大和証券が発表した最新調査報告書は、中国当局が深刻な財政不足に直面しており、新税導入は時間の問題だとの見通しを示した。来春、中国当局が全国人民代表大会(全人代、国会に相当)を開催する際に新税の導入を発表する可能性が高いという。
中国当局がこのほど「富の再分配」を通して「共同富裕」を実現していく方針を打ち出し、富裕層や大手企業に対して寄付や慈善活動を促していくと示した。ロイター通信23日付によると、大和証券は報告書の中で、実際には数カ月前からすでに、スマホメーカーのシャオミ(小米)、動画共有アプリのティックトック(TikTok)、IT大手のテンセント(騰訊控股)創業者の馬化騰氏らは数十億元の寄付を行ったと指摘した。
大和証券は、来年2月の全人代会議では、富裕層や企業の寄付活動に関する詳細規定、または立法が行われる見通しだとした。
報告書は、中国本土では過去数年間、財政政策や様々な景気刺激策に頼ってきた結果、中央政府と地方政府ともに巨額な財政赤字へと陥っており、「財源が急速に枯渇しつつある」と警告した。同投資銀行は、中国当局は今後、新税導入の可能性が高いとした。
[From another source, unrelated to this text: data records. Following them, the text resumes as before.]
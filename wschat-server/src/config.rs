use std::collections::HashSet;
use std::path::{Path, PathBuf};
use std::time::Duration;

use serde::Deserialize;
use wschat_core::{Error, Result};

use crate::connection::{ConnectionSettings, DEFAULT_HANDSHAKE_TIMEOUT, DEFAULT_LIVENESS_WINDOW};
use crate::registry::DEFAULT_MAX_PENDING;

const DEFAULT_LISTEN_ADDR: &str = "0.0.0.0:8443";
const DEFAULT_ENDPOINT: &str = "ws";

/// Relay configuration.
///
/// Built from defaults, then an optional JSON file named by `WSCHAT_CONFIG`,
/// then individual `WSCHAT_*` variables, each layer overriding the last.
#[derive(Debug, Clone)]
pub struct ServerConfig {
    pub listen_addr: String,
    /// URL path segment clients must upgrade on, without slashes
    pub endpoint: String,
    pub cert_file: Option<PathBuf>,
    pub key_file: Option<PathBuf>,
    pub allowed_ids: Option<HashSet<String>>,
    pub liveness_window: Duration,
    pub handshake_timeout: Duration,
    pub max_pending: usize,
}

impl Default for ServerConfig {
    fn default() -> Self {
        Self {
            listen_addr: DEFAULT_LISTEN_ADDR.to_string(),
            endpoint: DEFAULT_ENDPOINT.to_string(),
            cert_file: None,
            key_file: None,
            allowed_ids: None,
            liveness_window: DEFAULT_LIVENESS_WINDOW,
            handshake_timeout: DEFAULT_HANDSHAKE_TIMEOUT,
            max_pending: DEFAULT_MAX_PENDING,
        }
    }
}

/// On-disk layout of the optional config file.
#[derive(Debug, Deserialize)]
#[serde(rename_all = "camelCase")]
struct FileConfig {
    port: u16,
    #[serde(default)]
    endpoint: Option<String>,
    #[serde(default)]
    cert_file: Option<String>,
    #[serde(default)]
    key_file: Option<String>,
    #[serde(default)]
    users: Vec<String>,
}

impl ServerConfig {
    /// Load configuration from the process environment.
    pub fn load() -> Result<Self> {
        let base = match std::env::var("WSCHAT_CONFIG") {
            Ok(path) if !path.is_empty() => Self::from_file(&path)?,
            _ => Self::default(),
        };
        base.apply_env(|key| std::env::var(key).ok())
    }

    pub fn from_file(path: impl AsRef<Path>) -> Result<Self> {
        let path = path.as_ref();
        let json = std::fs::read_to_string(path).map_err(|e| {
            Error::Config(format!("cannot read config file {}: {}", path.display(), e))
        })?;
        Self::from_json(&json)
    }

    pub fn from_json(json: &str) -> Result<Self> {
        let file: FileConfig = serde_json::from_str(json)
            .map_err(|e| Error::Config(format!("invalid config file: {}", e)))?;

        let mut config = Self {
            listen_addr: format!("0.0.0.0:{}", file.port),
            ..Self::default()
        };
        if let Some(endpoint) = file.endpoint {
            config.endpoint = normalize_endpoint(&endpoint);
        }
        config.cert_file = non_empty(file.cert_file).map(PathBuf::from);
        config.key_file = non_empty(file.key_file).map(PathBuf::from);
        if !file.users.is_empty() {
            config.allowed_ids = Some(file.users.into_iter().collect());
        }
        config.validate()?;
        Ok(config)
    }

    /// Apply `WSCHAT_*` overrides read through `var`.
    pub fn apply_env<F>(mut self, var: F) -> Result<Self>
    where
        F: Fn(&str) -> Option<String>,
    {
        if let Some(addr) = non_empty(var("WSCHAT_LISTEN_ADDR")) {
            self.listen_addr = addr;
        }
        if let Some(endpoint) = var("WSCHAT_ENDPOINT") {
            self.endpoint = normalize_endpoint(&endpoint);
        }
        if let Some(cert) = non_empty(var("WSCHAT_TLS_CERT")) {
            self.cert_file = Some(PathBuf::from(cert));
        }
        if let Some(key) = non_empty(var("WSCHAT_TLS_KEY")) {
            self.key_file = Some(PathBuf::from(key));
        }
        if let Some(ids) = var("WSCHAT_ALLOWED_IDS") {
            let ids: HashSet<String> = ids
                .split(',')
                .map(str::trim)
                .filter(|id| !id.is_empty())
                .map(String::from)
                .collect();
            self.allowed_ids = if ids.is_empty() { None } else { Some(ids) };
        }
        if let Some(secs) = var("WSCHAT_LIVENESS_SECS") {
            self.liveness_window = Duration::from_secs(parse_number("WSCHAT_LIVENESS_SECS", &secs)?);
        }
        if let Some(secs) = var("WSCHAT_HANDSHAKE_TIMEOUT_SECS") {
            self.handshake_timeout =
                Duration::from_secs(parse_number("WSCHAT_HANDSHAKE_TIMEOUT_SECS", &secs)?);
        }
        if let Some(max) = var("WSCHAT_MAX_PENDING") {
            self.max_pending = parse_number("WSCHAT_MAX_PENDING", &max)?;
        }
        self.validate()?;
        Ok(self)
    }

    /// Certificate and key paths, when both are configured.
    pub fn tls_files(&self) -> Option<(&Path, &Path)> {
        match (&self.cert_file, &self.key_file) {
            (Some(cert), Some(key)) => Some((cert.as_path(), key.as_path())),
            _ => None,
        }
    }

    pub fn connection_settings(&self) -> ConnectionSettings {
        ConnectionSettings {
            liveness_window: self.liveness_window,
            handshake_timeout: self.handshake_timeout,
            allowed_ids: self.allowed_ids.clone(),
        }
    }

    fn validate(&self) -> Result<()> {
        if self.cert_file.is_some() != self.key_file.is_some() {
            return Err(Error::Config(
                "TLS needs both a certificate and a key".to_string(),
            ));
        }
        if self.liveness_window.is_zero() {
            return Err(Error::Config("liveness window must be positive".to_string()));
        }
        if self.handshake_timeout.is_zero() {
            return Err(Error::Config("handshake timeout must be positive".to_string()));
        }
        if self.max_pending == 0 {
            return Err(Error::Config("max pending must be positive".to_string()));
        }
        Ok(())
    }
}

fn normalize_endpoint(endpoint: &str) -> String {
    endpoint.trim().trim_matches('/').to_string()
}

fn non_empty(value: Option<String>) -> Option<String> {
    value.filter(|v| !v.trim().is_empty())
}

fn parse_number<T: std::str::FromStr>(key: &str, value: &str) -> Result<T> {
    value
        .trim()
        .parse()
        .map_err(|_| Error::Config(format!("{} must be a positive integer, got {:?}", key, value)))
}
use std::num::NonZeroU32;

use aes_gcm::{
    aead::{Aead, KeyInit},
    Aes256Gcm, Key, Nonce,
};
use rand::{rngs::OsRng, RngCore};
use ring::pbkdf2;
use zeroize::Zeroizing;

use super::types::Password;
use crate::error::{Error, Result};

/// PBKDF2 iterations used by keystores unless configured otherwise.
pub const DEFAULT_ITERATIONS: u32 = 100_000;

const SALT_LENGTH: usize = 16;
const NONCE_LENGTH: usize = 12;
const TAG_LENGTH: usize = 16;

fn derive_key(
    password: &Password,
    salt: &[u8],
    iterations: u32,
) -> Result<Zeroizing<[u8; 32]>> {
    let iterations = NonZeroU32::new(iterations)
        .ok_or_else(|| Error::Config("iteration count must be non-zero".to_string()))?;

    let mut key = Zeroizing::new([0u8; 32]);
    pbkdf2::derive(
        pbkdf2::PBKDF2_HMAC_SHA256,
        iterations,
        salt,
        password.as_bytes(),
        key.as_mut_slice(),
    );
    Ok(key)
}

/// Seal `plaintext` under a key derived from `password`.
///
/// Every call draws a fresh salt and nonce. The result is
/// `hex(salt)-hex(nonce)-hex(ciphertext || tag)`.
pub fn derive_and_seal(plaintext: &[u8], password: &Password, iterations: u32) -> Result<String> {
    let mut salt = [0u8; SALT_LENGTH];
    OsRng.fill_bytes(&mut salt);
    let mut nonce = [0u8; NONCE_LENGTH];
    OsRng.fill_bytes(&mut nonce);

    let key = derive_key(password, &salt, iterations)?;
    let cipher = Aes256Gcm::new(Key::<Aes256Gcm>::from_slice(key.as_slice()));
    let ciphertext = cipher
        .encrypt(Nonce::from_slice(&nonce), plaintext)
        .map_err(|_| Error::InvalidMessage("plaintext too large to seal".to_string()))?;

    Ok(format!(
        "{}-{}-{}",
        hex::encode(salt),
        hex::encode(nonce),
        hex::encode(ciphertext)
    ))
}

/// Open a blob produced by [`derive_and_seal`].
///
/// Shape problems are reported as `MalformedBlob`; everything past parsing
/// (wrong password, flipped bits, truncated tag) is `AuthenticationFailure`.
pub fn open_sealed(
    blob: &str,
    password: &Password,
    iterations: u32,
) -> Result<Zeroizing<Vec<u8>>> {
    let fields: Vec<&str> = blob.trim().split('-').collect();
    if fields.len() != 3 {
        return Err(Error::MalformedBlob);
    }

    let salt = hex::decode(fields[0]).map_err(|_| Error::MalformedBlob)?;
    let nonce = hex::decode(fields[1]).map_err(|_| Error::MalformedBlob)?;
    let ciphertext = hex::decode(fields[2]).map_err(|_| Error::MalformedBlob)?;
    if salt.len() != SALT_LENGTH || nonce.len() != NONCE_LENGTH || ciphertext.len() < TAG_LENGTH
    {
        return Err(Error::MalformedBlob);
    }

    let key = derive_key(password, &salt, iterations)?;
    let cipher = Aes256Gcm::new(Key::<Aes256Gcm>::from_slice(key.as_slice()));
    cipher
        .decrypt(Nonce::from_slice(&nonce), ciphertext.as_ref())
        .map(Zeroizing::new)
        .map_err(|_| Error::AuthenticationFailure)
}
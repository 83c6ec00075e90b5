//! Bounded retry with a fixed delay, for user-initiated sends.

use std::future::Future;
use std::time::Duration;

use tracing::debug;

/// How many times to try an operation and how long to wait in between.
#[derive(Debug, Clone, Copy, PartialEq, Eq)]
pub struct RetryPolicy {
    pub max_attempts: u32,
    pub delay: Duration,
}

impl RetryPolicy {
    pub fn new(max_attempts: u32, delay: Duration) -> Self {
        Self {
            max_attempts: max_attempts.max(1),
            delay,
        }
    }

    /// A single attempt, no retries.
    pub fn once() -> Self {
        Self::new(1, Duration::ZERO)
    }
}

impl Default for RetryPolicy {
    /// 17 attempts, 250ms apart: a send survives a few seconds of reconnect.
    fn default() -> Self {
        Self::new(17, Duration::from_millis(250))
    }
}

/// Run `op` until it succeeds or the policy is exhausted, returning the last
/// error on failure.
pub async fn retry<T, E, F, Fut>(policy: RetryPolicy, mut op: F) -> Result<T, E>
where
    F: FnMut() -> Fut,
    Fut: Future<Output = Result<T, E>>,
    E: std::fmt::Display,
{
    let mut attempt = 1;
    loop {
        match op().await {
            Ok(value) => return Ok(value),
            Err(e) if attempt >= policy.max_attempts => return Err(e),
            Err(e) => {
                debug!(attempt, max = policy.max_attempts, error = %e, "Attempt failed, retrying");
                attempt += 1;
                tokio::time::sleep(policy.delay).await;
            }
        }
    }
}
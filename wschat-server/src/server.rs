use std::net::SocketAddr;
use std::sync::Arc;

use tokio::io::{AsyncRead, AsyncWrite};
use tokio::net::TcpListener;
use tokio_native_tls::TlsAcceptor;
use tokio_tungstenite::accept_hdr_async;
use tokio_tungstenite::tungstenite::handshake::server::{ErrorResponse, Request, Response};
use tokio_tungstenite::tungstenite::http::StatusCode;
use tracing::{error, info, warn};
use wschat_core::Result;

use crate::config::ServerConfig;
use crate::connection::{handle_connection, ConnectionSettings};
use crate::registry::RelayRegistry;
use crate::tls;

/// Accepts sockets, upgrades them on the configured path and hands each
/// one to its own connection task.
pub struct RelayServer {
    registry: Arc<RelayRegistry>,
    settings: Arc<ConnectionSettings>,
    endpoint: Arc<str>,
    tls: Option<TlsAcceptor>,
}

impl RelayServer {
    pub fn new(registry: Arc<RelayRegistry>, settings: ConnectionSettings, endpoint: &str) -> Self {
        Self {
            registry,
            settings: Arc::new(settings),
            endpoint: Arc::from(endpoint.trim_matches('/')),
            tls: None,
        }
    }

    pub fn with_tls(mut self, acceptor: TlsAcceptor) -> Self {
        self.tls = Some(acceptor);
        self
    }

    /// Build a server from configuration, loading TLS material if given.
    pub fn from_config(config: &ServerConfig) -> Result<Self> {
        let registry = Arc::new(RelayRegistry::with_max_pending(config.max_pending));
        let server = Self::new(registry, config.connection_settings(), &config.endpoint);

        match config.tls_files() {
            Some((cert, key)) => Ok(server.with_tls(tls::load_acceptor(cert, key)?)),
            None => {
                warn!("No TLS certificate configured, serving plain WebSocket");
                Ok(server)
            }
        }
    }

    pub fn registry(&self) -> &Arc<RelayRegistry> {
        &self.registry
    }

    pub fn is_tls(&self) -> bool {
        self.tls.is_some()
    }

    /// Accept connections until the listener fails permanently.
    pub async fn serve(self, listener: TcpListener) {
        loop {
            match listener.accept().await {
                Ok((stream, peer_addr)) => {
                    info!("New connection from {}", peer_addr);

                    let registry = self.registry.clone();
                    let settings = self.settings.clone();
                    let endpoint = self.endpoint.clone();
                    let tls = self.tls.clone();
                    tokio::spawn(async move {
                        match tls {
                            Some(acceptor) => match acceptor.accept(stream).await {
                                Ok(tls_stream) => {
                                    upgrade(tls_stream, peer_addr, endpoint, registry, settings)
                                        .await
                                }
                                Err(e) => warn!("TLS handshake failed for {}: {}", peer_addr, e),
                            },
                            None => upgrade(stream, peer_addr, endpoint, registry, settings).await,
                        }
                    });
                }
                Err(e) => {
                    error!("Failed to accept connection: {}", e);
                }
            }
        }
    }
}

/// Complete the WebSocket upgrade, refusing any path but `/<endpoint>`.
async fn upgrade<S>(
    stream: S,
    peer_addr: SocketAddr,
    endpoint: Arc<str>,
    registry: Arc<RelayRegistry>,
    settings: Arc<ConnectionSettings>,
) where
    S: AsyncRead + AsyncWrite + Unpin + Send + 'static,
{
    let check_path = |request: &Request, response: Response| {
        let path = request.uri().path();
        if path.trim_start_matches('/') == &*endpoint {
            Ok(response)
        } else {
            warn!("Rejecting upgrade from {} on unknown path {}", peer_addr, path);
            let mut rejection = ErrorResponse::new(Some("not found".to_string()));
            *rejection.status_mut() = StatusCode::NOT_FOUND;
            Err(rejection)
        }
    };

    match accept_hdr_async(stream, check_path).await {
        Ok(ws_stream) => handle_connection(ws_stream, registry, settings).await,
        Err(e) => {
            warn!("WebSocket handshake failed for {}: {}", peer_addr, e);
        }
    }
}
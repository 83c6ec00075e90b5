use std::fs;
use std::path::Path;
use std::time::Duration;

use serde::{Deserialize, Serialize};
use tracing::info;

use crate::crypto::DEFAULT_ITERATIONS;
use crate::error::{Error, Result};

const DEFAULT_ENDPOINT: &str = "ws";
const DEFAULT_PING_INTERVAL_MS: u64 = 1_000;
const DEFAULT_RECONNECT_BACKOFF_MS: u64 = 5_000;
const DEFAULT_DIAL_TIMEOUT_MS: u64 = 5_000;

/// Client configuration, read from a `config.json` of the form
/// `{"addr": "host:port", "keystore": "path", "endpoint": "ws"}`.
#[derive(Debug, Clone, PartialEq, Eq, Serialize, Deserialize)]
#[serde(rename_all = "camelCase")]
pub struct ClientConfig {
    /// `host:port` of the relay.
    pub addr: String,
    /// Path to the sealed keystore file.
    #[serde(default)]
    pub keystore: String,
    #[serde(default = "default_endpoint")]
    pub endpoint: String,
    #[serde(default = "default_true")]
    pub tls: bool,
    /// Relays are commonly deployed with self-signed certificates.
    #[serde(default = "default_true")]
    pub accept_invalid_certs: bool,
    #[serde(default = "default_iterations")]
    pub iterations: u32,
    #[serde(default = "default_ping_interval_ms")]
    pub ping_interval_ms: u64,
    #[serde(default = "default_reconnect_backoff_ms")]
    pub reconnect_backoff_ms: u64,
    #[serde(default = "default_dial_timeout_ms")]
    pub dial_timeout_ms: u64,
}

fn default_endpoint() -> String {
    DEFAULT_ENDPOINT.to_string()
}

fn default_true() -> bool {
    true
}

fn default_iterations() -> u32 {
    DEFAULT_ITERATIONS
}

fn default_ping_interval_ms() -> u64 {
    DEFAULT_PING_INTERVAL_MS
}

fn default_reconnect_backoff_ms() -> u64 {
    DEFAULT_RECONNECT_BACKOFF_MS
}

fn default_dial_timeout_ms() -> u64 {
    DEFAULT_DIAL_TIMEOUT_MS
}

impl ClientConfig {
    pub fn new(addr: impl Into<String>) -> Self {
        Self {
            addr: addr.into(),
            keystore: String::new(),
            endpoint: default_endpoint(),
            tls: true,
            accept_invalid_certs: true,
            iterations: DEFAULT_ITERATIONS,
            ping_interval_ms: DEFAULT_PING_INTERVAL_MS,
            reconnect_backoff_ms: DEFAULT_RECONNECT_BACKOFF_MS,
            dial_timeout_ms: DEFAULT_DIAL_TIMEOUT_MS,
        }
    }

    pub fn from_json(json: &str) -> Result<Self> {
        let config: Self =
            serde_json::from_str(json).map_err(|e| Error::Config(format!("invalid config: {}", e)))?;
        config.validate()?;
        Ok(config)
    }

    pub fn from_file(path: impl AsRef<Path>) -> Result<Self> {
        Self::from_json(&fs::read_to_string(path)?)
    }

    /// Apply `WSCHAT_SERVER_ADDR` and `WSCHAT_KEYSTORE` when set.
    pub fn with_env_overrides(mut self) -> Self {
        if let Ok(addr) = std::env::var("WSCHAT_SERVER_ADDR") {
            info!(addr = %addr, "Relay address overridden from environment");
            self.addr = addr;
        }
        if let Ok(keystore) = std::env::var("WSCHAT_KEYSTORE") {
            self.keystore = keystore;
        }
        self
    }

    fn validate(&self) -> Result<()> {
        if self.addr.trim().is_empty() {
            return Err(Error::Config("addr must not be empty".to_string()));
        }
        if self.ping_interval_ms == 0 {
            return Err(Error::Config("pingIntervalMs must be positive".to_string()));
        }
        Ok(())
    }

    /// Websocket URL of the relay endpoint.
    pub fn url(&self) -> String {
        let scheme = if self.tls { "wss" } else { "ws" };
        format!(
            "{}://{}/{}",
            scheme,
            self.addr,
            self.endpoint.trim_start_matches('/')
        )
    }

    /// Never zero, whatever the field holds.
    pub fn ping_interval(&self) -> Duration {
        Duration::from_millis(self.ping_interval_ms.max(1))
    }

    pub fn reconnect_backoff(&self) -> Duration {
        Duration::from_millis(self.reconnect_backoff_ms)
    }

    pub fn dial_timeout(&self) -> Duration {
        Duration::from_millis(self.dial_timeout_ms)
    }
}
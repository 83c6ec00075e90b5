use std::fs;
use std::path::Path;

use tokio_native_tls::TlsAcceptor;
use tracing::info;
use wschat_core::{Error, Result};

/// Build a TLS acceptor from a PEM certificate chain and PKCS#8 PEM key.
pub fn load_acceptor(cert_file: &Path, key_file: &Path) -> Result<TlsAcceptor> {
    let cert = fs::read(cert_file)?;
    let key = fs::read(key_file)?;

    let identity = native_tls::Identity::from_pkcs8(&cert, &key)
        .map_err(|e| Error::Config(format!("invalid TLS certificate or key: {}", e)))?;
    let acceptor = native_tls::TlsAcceptor::new(identity)
        .map_err(|e| Error::Config(format!("failed to build TLS acceptor: {}", e)))?;

    info!("Loaded TLS certificate from {}", cert_file.display());
    Ok(TlsAcceptor::from(acceptor))
}
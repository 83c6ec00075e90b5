//! Serde adapter storing byte fields as standard base64 strings.

use base64::{engine::general_purpose::STANDARD, Engine};
use serde::{Deserialize, Deserializer, Serializer};

pub fn serialize<S: Serializer>(bytes: &[u8], serializer: S) -> Result<S::Ok, S::Error> {
    serializer.serialize_str(&STANDARD.encode(bytes))
}

pub fn deserialize<'de, D: Deserializer<'de>>(deserializer: D) -> Result<Vec<u8>, D::Error> {
    let encoded = String::deserialize(deserializer)?;
    STANDARD
        .decode(encoded.as_bytes())
        .map_err(serde::de::Error::custom)
}
/// Connection to the relay for one local identity.
///
/// Inbound message frames are decoded and pushed to the receiver returned by
/// [`RelayClient::new`]. All background tasks stop once
/// [`RelayClient::disconnect`] is called.
pub struct RelayClient {
    config: ClientConfig,
    local_id: String,
    link: TokioMutex<Option<Link>>,
    state: Arc<SharedState>,
    inbound_tx: mpsc::UnboundedSender<Envelope>,
    keepalive_running: AtomicBool,
    shutdown_tx: watch::Sender<bool>,
}

impl RelayClient {
    pub fn new(
        config: ClientConfig,
        local_id: impl Into<String>,
    ) -> (Arc<Self>, mpsc::UnboundedReceiver<Envelope>) {
        let (inbound_tx, inbound_rx) = mpsc::unbounded_channel();
        let (state_tx, _) = watch::channel(ConnectionState::Disconnected);
        let (shutdown_tx, _) = watch::channel(false);

        let client = Arc::new(Self {
            config,
            local_id: local_id.into(),
            link: TokioMutex::new(None),
            state: Arc::new(SharedState {
                tx: state_tx,
                generation: AtomicU64::new(0),
            }),
            inbound_tx,
            keepalive_running: AtomicBool::new(false),
            shutdown_tx,
        });
        (client, inbound_rx)
    }

    pub fn local_id(&self) -> &str {
        &self.local_id
    }

    pub fn config(&self) -> &ClientConfig {
        &self.config
    }

    pub fn state(&self) -> ConnectionState {
        *self.state.tx.borrow()
    }

    pub fn subscribe_state(&self) -> watch::Receiver<ConnectionState> {
        self.state.tx.subscribe()
    }

    pub fn is_connected(&self) -> bool {
        self.state() == ConnectionState::Connected
    }

    fn set_state(&self, state: ConnectionState) {
        self.state.tx.send_replace(state);
    }

    /// Dial the relay and announce the local id.
    ///
    /// On failure no listener task is left running.
    pub async fn connect(&self) -> Result<()> {
        // A fresh connect re-arms a client that was previously disconnected.
        self.shutdown_tx.send_replace(false);
        self.establish().await
    }

    async fn establish(&self) -> Result<()> {
        let url = self.config.url();
        self.set_state(ConnectionState::Connecting);
        info!(url = %url, "Connecting to relay");

        let connector = match self.connector() {
            Ok(connector) => connector,
            Err(e) => {
                self.set_state(ConnectionState::Disconnected);
                return Err(e);
            }
        };
        let dial = connect_async_tls_with_config(url.as_str(), None, false, Some(connector));
        let ws_stream = match timeout(self.config.dial_timeout(), dial).await {
            Ok(Ok((ws_stream, _))) => ws_stream,
            Ok(Err(e)) => {
                self.set_state(ConnectionState::Disconnected);
                return Err(Error::DialError(e.to_string()));
            }
            Err(_) => {
                self.set_state(ConnectionState::Disconnected);
                return Err(Error::DialError(format!(
                    "timed out after {:?}",
                    self.config.dial_timeout()
                )));
            }
        };

        let generation = self.state.generation.fetch_add(1, Ordering::AcqRel) + 1;
        let lost = Arc::new(AtomicBool::new(false));
        let (mut sink, stream) = ws_stream.split();
        let listener = tokio::spawn(listen(
            stream,
            self.inbound_tx.clone(),
            self.shutdown_tx.subscribe(),
            LinkWatch {
                state: self.state.clone(),
                generation,
                lost: lost.clone(),
            },
        ));

        self.set_state(ConnectionState::Handshaking);
        let sent = match Handshake::new(self.local_id.as_str()).to_frame() {
            Ok(frame) => sink
                .send(frame)
                .await
                .map_err(|e| Error::HandshakeWriteError(e.to_string())),
            Err(e) => Err(e),
        };
        if let Err(e) = sent {
            listener.abort();
            self.set_state(ConnectionState::Disconnected);
            return Err(e);
        }

        let mut guard = self.link.lock().await;
        if *self.shutdown_tx.borrow() {
            // disconnect() ran while the dial was in flight
            drop(guard);
            let _ = ignore_closed(sink.send(close_frame()).await);
            let _ = ignore_closed(sink.close().await);
            listener.abort();
            self.set_state(ConnectionState::Disconnected);
            info!("Shutdown requested during connect, dropped new link");
            return Err(Error::NotConnected);
        }

        let previous = guard.replace(Link { sink, listener });
        // Set under the link lock so a concurrent disconnect() has the last word.
        let live = self.state.tx.send_if_modified(|state| {
            if lost.load(Ordering::Acquire) {
                false
            } else {
                *state = ConnectionState::Connected;
                true
            }
        });
        drop(guard);
        if let Some(old) = previous {
            old.listener.abort();
        }

        if live {
            info!("Connected to relay");
        } else {
            warn!("Relay dropped the link during handshake");
        }
        Ok(())
    }

    fn connector(&self) -> Result<Connector> {
        if !self.config.tls {
            return Ok(Connector::Plain);
        }
        let tls = native_tls::TlsConnector::builder()
            .danger_accept_invalid_certs(self.config.accept_invalid_certs)
            .danger_accept_invalid_hostnames(self.config.accept_invalid_certs)
            .build()
            .map_err(|e| Error::DialError(format!("TLS setup failed: {}", e)))?;
        Ok(Connector::NativeTls(tls))
    }

    async fn send_frame(&self, frame: Message) -> Result<()> {
        let mut guard = self.link.lock().await;
        let link = guard.as_mut().ok_or(Error::NotConnected)?;
        link.sink
            .send(frame)
            .await
            .map_err(|e| Error::WriteError(e.to_string()))
    }

    /// Send one message frame to `target_id`. No retry happens here; see
    /// [`crate::retry`].
    pub async fn send_message(&self, target_id: &str, ciphertext: Vec<u8>) -> Result<Envelope> {
        let envelope = Envelope::new(target_id, ciphertext, self.local_id.as_str());
        self.send_envelope(&envelope).await?;
        Ok(envelope)
    }

    pub async fn send_envelope(&self, envelope: &Envelope) -> Result<()> {
        let frame = envelope.to_frame()?;
        self.send_frame(frame).await?;
        debug!(target = %envelope.target_id, bytes = envelope.ciphertext.len(), "Message sent");
        Ok(())
    }

    /// Start the ping loop, reconnecting whenever a ping cannot be written.
    ///
    /// Returns `None` if a keep-alive loop is already running for this client.
    pub fn keep_alive(self: &Arc<Self>) -> Option<JoinHandle<()>> {
        if self
            .keepalive_running
            .compare_exchange(false, true, Ordering::AcqRel, Ordering::Acquire)
            .is_err()
        {
            debug!("Keep-alive already running");
            return None;
        }

        let client = Arc::clone(self);
        Some(tokio::spawn(async move {
            client.run_keep_alive().await;
            client.keepalive_running.store(false, Ordering::Release);
            debug!("Keep-alive stopped");
        }))
    }

    async fn run_keep_alive(&self) {
        let mut shutdown = self.shutdown_tx.subscribe();
        let mut ticker = tokio::time::interval(self.config.ping_interval());
        ticker.set_missed_tick_behavior(MissedTickBehavior::Delay);
        // The first tick completes immediately.
        ticker.tick().await;

        loop {
            tokio::select! {
                _ = wait_for_shutdown(&mut shutdown) => break,
                _ = ticker.tick() => {}
            }

            match self.send_frame(ping_frame()).await {
                Ok(()) => continue,
                Err(e) => warn!(error = %e, "Keep-alive ping failed, link considered dead"),
            }

            self.set_state(ConnectionState::Disconnected);
            if !self.reconnect(&mut shutdown).await {
                break;
            }
            ticker.reset();
        }
    }

    /// Retry [`Self::establish`] with a fixed backoff. Returns `false` if
    /// shutdown was requested first.
    async fn reconnect(&self, shutdown: &mut watch::Receiver<bool>) -> bool {
        loop {
            if *shutdown.borrow() {
                return false;
            }
            match self.establish().await {
                Ok(()) => {
                    info!("Reconnected to relay");
                    return true;
                }
                Err(_) if *shutdown.borrow() => return false,
                Err(e) => {
                    warn!(
                        error = %e,
                        backoff = ?self.config.reconnect_backoff(),
                        "Reconnect failed"
                    );
                    tokio::select! {
                        _ = wait_for_shutdown(shutdown) => return false,
                        _ = sleep(self.config.reconnect_backoff()) => {}
                    }
                }
            }
        }
    }

    /// Send a normal-closure frame and close the transport. Background tasks
    /// are stopped; errors are reported, not retried.
    pub async fn disconnect(&self) -> Result<()> {
        info!("Disconnecting from relay");
        self.shutdown_tx.send_replace(true);
        let link = {
            let mut guard = self.link.lock().await;
            self.state.generation.fetch_add(1, Ordering::AcqRel);
            self.set_state(ConnectionState::Disconnected);
            guard.take()
        };

        let Some(mut link) = link else {
            return Ok(());
        };
        let sent = ignore_closed(link.sink.send(close_frame()).await);
        let closed = ignore_closed(link.sink.close().await);
        link.listener.abort();

        sent.and(closed).map_err(|e| {
            warn!(error = %e, "Failed to close relay connection cleanly");
            Error::WriteError(e.to_string())
        })
    }
}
実際に、中国国内ではここ数年、不動産、遺産相続、資本収益(株式などの資産を売却した際の利益)への課税に関する議論が行われている。大和証券はこれらの税の導入は時間の問題で、来年2月の全人代は当局にとって良いタイミングだとの見方を示した。
習近平国家主席は17日、中央財経委員会会議で、金融リスクの防止対策をより良く講じ、経済・金融大局の安定を確保することを強調し、「共同富裕」や高所得層を対象とした「富の再分配」に関する政策方針について発言した。
この会議の翌日、テンセントは、農村の活性化や低所得者層の所得向上のために500億元(約8475億円)を寄贈すると発表した。